Purpose of review
In the history of bronchoscopy, the advent of flexible transbronchial needle aspiration (TBNA) before and, subsequently, of endobronchial ultrasound-guided transbronchial needle aspiration (EBUS-TBNA), have represented fundamental events, as they have significantly and definitively changed interventional pulmonology's role in diagnostic and therapeutic work-up of most of thoracic diseases.
Purpose of this historical review is to retrace the main stages that have contributed to the development of these two techniques.
TBNA allowed the bronchoscopists to overcome the barrier of the tracheobronchial wall and to obtain samples from hilar-mediastinal lesions. With this additional method, bronchoscopy has become an essential procedure for staging of lung cancer.
The advent of echo-bronchoscopes, allowing to perform TBNA under direct ultrasound guidance in real time, further increased the diagnostic yield of this technique. Furthermore, the insertion of the echo-bronchoscope through the oesophagus allowed to extend the landscape of targets to sample, including also para-esophageal lesions, liver metastases, celiac nodes and left adrenal glands.

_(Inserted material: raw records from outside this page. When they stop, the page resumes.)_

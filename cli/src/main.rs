//! logsync CLI — show engine defaults and version info.
//!
//! Usage:
//! ```bash
//! logsync info
//! logsync version
//! ```

use std::env;
use std::process;

use logsync_core::SyncConfig;

fn main() {
    let args: Vec<String> = env::args().collect();
    if args.len() < 2 {
        print_usage();
        process::exit(1);
    }

    match args[1].as_str() {
        "info" => cmd_info(),
        "version" | "--version" | "-V" => {
            println!("logsync {}", env!("CARGO_PKG_VERSION"));
        }
        "help" | "--help" | "-h" => print_usage(),
        other => {
            eprintln!("Unknown command: {other}");
            print_usage();
            process::exit(1);
        }
    }
}

fn print_usage() {
    println!("logsync {}", env!("CARGO_PKG_VERSION"));
    println!("Restart-safe contract log synchronization engine\n");
    println!("USAGE:");
    println!("    logsync <COMMAND>\n");
    println!("COMMANDS:");
    println!("    info     Show LogSync engine defaults");
    println!("    version  Print version");
    println!("    help     Print this help");
}

fn cmd_info() {
    let defaults = SyncConfig::default();
    println!("LogSync v{}", env!("CARGO_PKG_VERSION"));
    println!("  Default block batch: {} blocks/window", defaults.block_batch);
    println!("  Default gate capacity: {} heights", defaults.gate_capacity);
    println!("  Default retry backoff: {} ms", defaults.retry_backoff_ms);
    println!("  Handler failure policy: {:?}", defaults.on_handler_failure);
    println!("  Storage backends: memory, SQLite (feature: sqlite)");
    println!("  Sources: EVM JSON-RPC (eth_getLogs)");
}
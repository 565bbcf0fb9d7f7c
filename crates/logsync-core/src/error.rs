//! Error types for the logsync pipeline.

use thiserror::Error;

/// How far an error reaches when it surfaces inside the engine.
///
/// Recoverable errors truncate the current scan pass; the engine keeps the
/// cursor where it is and re-covers the remaining range on the next pass.
/// Fatal errors abort the engine run.
#[derive(Debug, Clone, Copy, PartialEq, Eq)]
pub enum Severity {
    Recoverable,
    Fatal,
}

/// Errors that can occur while syncing.
#[derive(Debug, Error)]
pub enum SyncError {
    #[error("Chain source error: {0}")]
    Source(String),

    #[error("Height subscription error: {0}")]
    Subscription(String),

    #[error("State store error: {0}")]
    Store(String),

    #[error("Membership query for group '{group}' failed: {reason}")]
    Membership { group: String, reason: String },

    #[error("Handler error in '{route}': {reason}")]
    Handler { route: String, reason: String },

    #[error("{0}")]
    Other(String),
}

impl SyncError {
    /// Classify this error for the engine's truncate-or-abort decision.
    pub fn severity(&self) -> Severity {
        match self {
            Self::Source(_) | Self::Store(_) | Self::Membership { .. } | Self::Other(_) => {
                Severity::Recoverable
            }
            Self::Subscription(_) | Self::Handler { .. } => Severity::Fatal,
        }
    }

    /// Returns `true` if the error must abort the engine run.
    pub fn is_fatal(&self) -> bool {
        self.severity() == Severity::Fatal
    }
}

/// Error returned by user-registered event and block-drained handlers.
///
/// Handlers own their failure semantics; the engine only needs a message it
/// can attach to the route that failed.
#[derive(Debug, Error)]
#[error("{0}")]
pub struct HandlerError(pub String);

impl HandlerError {
    pub fn new(reason: impl Into<String>) -> Self {
        Self(reason.into())
    }
}

impl From<String> for HandlerError {
    fn from(reason: String) -> Self {
        Self(reason)
    }
}

impl From<&str> for HandlerError {
    fn from(reason: &str) -> Self {
        Self(reason.to_string())
    }
}

/// Error returned by a dynamic group's membership query.
#[derive(Debug, Error)]
#[error("{0}")]
pub struct MembershipError(pub String);

impl MembershipError {
    pub fn new(reason: impl Into<String>) -> Self {
        Self(reason.into())
    }
}
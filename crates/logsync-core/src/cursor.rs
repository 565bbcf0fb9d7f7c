//! Sync cursor — tracks the engine's durable position in the log stream.

use serde::{Deserialize, Serialize};

/// The engine's current position in the chain's log stream.
///
/// The cursor knows:
/// - Which block the engine last touched
/// - The index of the last log dispatched inside that block
///
/// Positions are ordered lexicographically on `(block, log_position)`, and
/// every mutation moves the cursor forward under that ordering. Once a block
/// range has been fully scanned, `log_position` is set to [`Cursor::DRAINED`]
/// so that resumption never replays any log of the final block.
#[derive(Debug, Clone, Copy, PartialEq, Eq, Serialize, Deserialize)]
pub struct Cursor {
    /// Block the engine last touched.
    pub block: u64,
    /// Index of the last log dispatched within `block`, or [`Cursor::DRAINED`]
    /// when the block is known to hold no further logs of interest.
    pub log_position: u64,
}

impl Cursor {
    /// Sentinel log position marking a block as fully drained. Compares
    /// greater than any real log index.
    pub const DRAINED: u64 = u64::MAX;

    /// Create a cursor at the start of the given block.
    pub fn start_at(block: u64) -> Self {
        Self {
            block,
            log_position: 0,
        }
    }

    /// Move the cursor onto a dispatched log.
    pub fn advance_to(&mut self, block: u64, log_index: u64) {
        self.block = block;
        self.log_position = log_index;
    }

    /// Mark every block up to and including `block` as fully scanned.
    pub fn complete_through(&mut self, block: u64) {
        self.block = block;
        self.log_position = Self::DRAINED;
    }

    /// Returns `true` if a log at `(block, log_index)` is already covered by
    /// this cursor, i.e. it is not strictly after the cursor position and a
    /// resuming engine must not dispatch it again.
    pub fn covers(&self, block: u64, log_index: u64) -> bool {
        block < self.block || (block == self.block && log_index <= self.log_position)
    }

    /// The cursor position as an ordered pair, for comparisons.
    pub fn position(&self) -> (u64, u64) {
        (self.block, self.log_position)
    }
}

EBUS-TBNA has shown its usefulness not only in the approach to mediastinal lesions, but also in other clinical conditions, such as lung nodules or masses adjacent to the tracheobronchial tree.
Despite the obvious advantages of EBUS-TBNA, this technology is not yet available in many centres and countries worldwide. For this reason, TBNA remains a basic technique that must complete the technical background of bronchoscopists and it should not be forgotten.